Lessons from Toppling Tinpot Dictators

Wretchard of The Belmont Club has an interesting lesson I think Second Amendment Activists could take to heart.  In the comments:

One thing I learned from hard experience is you always start from where people are. Not from where you want them to start. You have to take people step by step, on the basis of their own experience, getting them to reflect on it to their own conclusions. Just because you “know” doesn’t mean you can force what you “know” down people’s throats. They have to figure things out for themselves. It’s not a function of being unsure of your beliefs. Just an acceptance of the fact that people have to travel their own road to the same spot you may be standing on.

There are no shortcuts. Fourteen years it took us to knock down a tinpot dictator. And we did largely by letting him expose himself. The key was to set up what I would call the reflectional infrastructure. You got people together. And they figured things out. But that required energy to overcome entropy. Just no way around it. I don’t think it necessary to create one big conservative opposition to socialism. You can create people who are opposed to socialism out of greed; some out of philosophy; others out of a desire for liberty. Still others for reasons they can’t articulate. It dudn’t matter. Also organizations have the disquieting tendency to fall apart after they’ve formed. Coalitions are always splitting up or coming together. It’s like trying to build a sandcastle. Still if you keep at, as the Temptations used to say, ‘Our Day Will Come’.
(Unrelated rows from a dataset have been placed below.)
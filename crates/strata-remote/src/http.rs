use crate::{CdnConfig, MetadataService, ProgressSink, RemoteError};
use std::fs::File;
use std::io::{Cursor, Read};
use std::path::Path;
use std::time::{Duration, SystemTime, UNIX_EPOCH};
use strata_schema::{TemplateKey, TemplateMetadata, TemplateReference, LATEST_VERSION};
use tracing::{debug, info, warn};

const GET_ATTEMPTS: u32 = 3;
const REQUEST_TIMEOUT: Duration = Duration::from_secs(30);

/// Client for the CDN metadata service.
///
/// Endpoints:
/// - `GET  /template?id=<id>` or `?name=&owner=&version=` for metadata
/// - `HEAD /template?name=&owner=&version=` for publication checks
/// - `GET  /users/username?token=<token>` for the token's owner
/// - `POST /template/upload` (multipart `token` + `file`) to publish
pub struct HttpMetadataService {
    config: CdnConfig,
    agent: ureq::Agent,
    upload_agent: ureq::Agent,
}

impl HttpMetadataService {
    pub fn new(config: CdnConfig) -> Self {
        let agent_config = ureq::Agent::config_builder()
            .timeout_global(Some(REQUEST_TIMEOUT))
            .build();
        Self {
            config,
            agent: ureq::Agent::new_with_config(agent_config),
            upload_agent: ureq::Agent::new_with_defaults(),
        }
    }

    fn url(&self, path: &str) -> String {
        format!("{}/{path}", self.config.base_url())
    }

    /// GET with transport-level retries. HTTP status errors are never retried.
    fn get_with_retry(&self, url: &str, query: &[(&str, &str)]) -> Result<Vec<u8>, RemoteError> {
        let mut last_error = String::new();
        for attempt in 1..=GET_ATTEMPTS {
            let mut req = self.agent.get(url);
            for (key, value) in query {
                req = req.query(*key, *value);
            }
            match req.call() {
                Ok(resp) => {
                    let mut body = Vec::new();
                    resp.into_body()
                        .into_reader()
                        .read_to_end(&mut body)
                        .map_err(|e| RemoteError::Http(e.to_string()))?;
                    return Ok(body);
                }
                Err(ureq::Error::StatusCode(404)) => {
                    return Err(RemoteError::NotFound(url.to_owned()));
                }
                Err(ureq::Error::StatusCode(code)) => {
                    return Err(RemoteError::Service {
                        status: code,
                        url: url.to_owned(),
                    });
                }
                Err(e) => {
                    warn!("GET {url} failed (attempt {attempt}/{GET_ATTEMPTS}): {e}");
                    last_error = e.to_string();
                }
            }
        }
        Err(RemoteError::Http(format!("GET {url}: {last_error}")))
    }
}

fn reference_query(reference: &TemplateReference) -> Vec<(&str, &str)> {
    match reference {
        TemplateReference::Id(id) => vec![("id", id.as_str())],
        TemplateReference::Named {
            name,
            owner,
            version,
        } => {
            let mut query = vec![("name", name.as_str())];
            if let Some(owner) = owner {
                query.push(("owner", owner.as_str()));
            }
            query.push(("version", version.as_deref().unwrap_or(LATEST_VERSION)));
            query
        }
    }
}

impl MetadataService for HttpMetadataService {
    fn resolve(&self, reference: &TemplateReference) -> Result<TemplateMetadata, RemoteError> {
        let url = self.url("template");
        debug!("GET {url} for {reference}");
        let body = self
            .get_with_retry(&url, &reference_query(reference))
            .map_err(|e| match e {
                RemoteError::NotFound(_) => {
                    RemoteError::NotFound(format!("template {reference}"))
                }
                other => other,
            })?;
        let meta =
            TemplateMetadata::from_json(&body).map_err(|e| RemoteError::Parse(e.to_string()))?;
        debug!(
            "{reference} identified as {}@{}:{}",
            meta.name, meta.owner, meta.version
        );
        Ok(meta)
    }

    fn exists(&self, key: &TemplateKey) -> Result<bool, RemoteError> {
        let url = self.url("template");
        debug!("HEAD {url} for {key}");
        let result = self
            .agent
            .head(&url)
            .query("name", &key.name)
            .query("owner", &key.owner)
            .query("version", &key.version)
            .call();
        match result {
            Ok(resp) => Ok(resp.status().as_u16() == 200),
            Err(ureq::Error::StatusCode(404)) => Ok(false),
            Err(ureq::Error::StatusCode(code)) => Err(RemoteError::Service { status: code, url }),
            Err(e) => Err(RemoteError::Http(e.to_string())),
        }
    }

    fn owner_for_token(&self, token: &str) -> Result<String, RemoteError> {
        let url = self.url("users/username");
        debug!("GET {url}");
        let body = self.get_with_retry(&url, &[("token", token)])?;
        let owner = String::from_utf8(body)
            .map_err(|e| RemoteError::Parse(e.to_string()))?
            .trim()
            .to_owned();
        if owner.is_empty() {
            return Err(RemoteError::Parse("service returned an empty owner".to_owned()));
        }
        debug!("token belongs to {owner}");
        Ok(owner)
    }

    fn upload(
        &self,
        archive: &Path,
        token: &str,
        progress: &dyn ProgressSink,
    ) -> Result<String, RemoteError> {
        let url = self.url("template/upload");
        let file = File::open(archive)?;
        let size = file.metadata()?.len();
        let file_name = archive
            .file_name()
            .map(|n| n.to_string_lossy().into_owned())
            .unwrap_or_default();

        let boundary = format!(
            "strata-{:x}",
            SystemTime::now()
                .duration_since(UNIX_EPOCH)
                .map(|d| d.as_nanos())
                .unwrap_or_default()
        );
        let head = format!(
            "--{boundary}\r\n\
             Content-Disposition: form-data; name=\"token\"\r\n\r\n\
             {token}\r\n\
             --{boundary}\r\n\
             Content-Disposition: form-data; name=\"file\"; filename=\"{file_name}\"\r\n\
             Content-Type: application/octet-stream\r\n\r\n"
        );
        let tail = format!("\r\n--{boundary}--\r\n");

        info!("uploading {file_name} ({size} bytes)");
        progress.start(&file_name, Some(size));
        let mut body = Cursor::new(head.into_bytes())
            .chain(ProgressReader::new(file, progress))
            .chain(Cursor::new(tail.into_bytes()));

        let result = self
            .upload_agent
            .post(&url)
            .header(
                "Content-Type",
                &format!("multipart/form-data; boundary={boundary}"),
            )
            .send(ureq::SendBody::from_reader(&mut body));
        progress.finish();

        let resp = match result {
            Ok(r) => r,
            Err(ureq::Error::StatusCode(code)) => {
                return Err(RemoteError::Service { status: code, url });
            }
            Err(e) => return Err(RemoteError::Http(e.to_string())),
        };
        let mut out = String::new();
        resp.into_body()
            .into_reader()
            .read_to_string(&mut out)
            .map_err(|e| RemoteError::Http(e.to_string()))?;
        debug!("upload response: {out}");
        Ok(out)
    }
}

/// Reports every chunk read from `inner` to a progress sink.
pub(crate) struct ProgressReader<'a, R> {
    inner: R,
    sink: &'a dyn ProgressSink,
}

impl<'a, R: Read> ProgressReader<'a, R> {
    pub(crate) fn new(inner: R, sink: &'a dyn ProgressSink) -> Self {
        Self { inner, sink }
    }
}

impl<R: Read> Read for ProgressReader<'_, R> {
    fn read(&mut self, buf: &mut [u8]) -> std::io::Result<usize> {
        let n = self.inner.read(buf)?;
        self.sink.advance(n as u64);
        Ok(n)
    }
}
And when the Day comes it won’t solve all the problems of the world. It will just keep the night back for one more day. Our job isn’t to fix things for all time, but to keep this old world running for the time we’re on it. Like Gandalf said, “all we have to decide is what to do with the time that is given us.”

Wretchard is speaking from experience organizing against Ferdinand Marcos.  We don’t have tinpot dictators to topple, just minds to change, and allies to make.  What opportunities the Obama administration will give us we don’t know yet, but we should be prepared for strange bedfellows.  As I’ve said before, I don’t need someone to have 100% buy in to our cause to find them useful.  John McCain certainly isn’t a high philosopher of Second Amendment rights, but on the really important stuff, he got it.  I am more interested in advancing my cause than in finding philisophical fellow travelers.

This past Tuesday, manning the phones to turn out the vote for our NRA endorsed tickets, I was working along side two orthodox Jews; a father and son team.  I did not know for what reasons they thought it important to show up to make phone calls.  I know little of their overall political philosophy.  I’m sure much of it would be alien to me.  But for 12 hours in the call center, none of that mattered.  For different reasons we were working toward the same thing.  Too often gun owners take a black or white path toward building allies; anyone who deosn’t buy in completely is a pariah.  To be effective, you have to be willing to work with what fortune gives you someitmes.

One Response to “Lessons from Toppling Tinpot Dictators”

  1. Jeff says:

    You’re exactly right. This is why the Libertarian Party is an abject failure. They waste time arguing over whose ideology is purer instead of trying to build common ground and move in the right direction. I’ve given up on them and am now hoping we can get the Republican Party to at least start shrinking the federal government.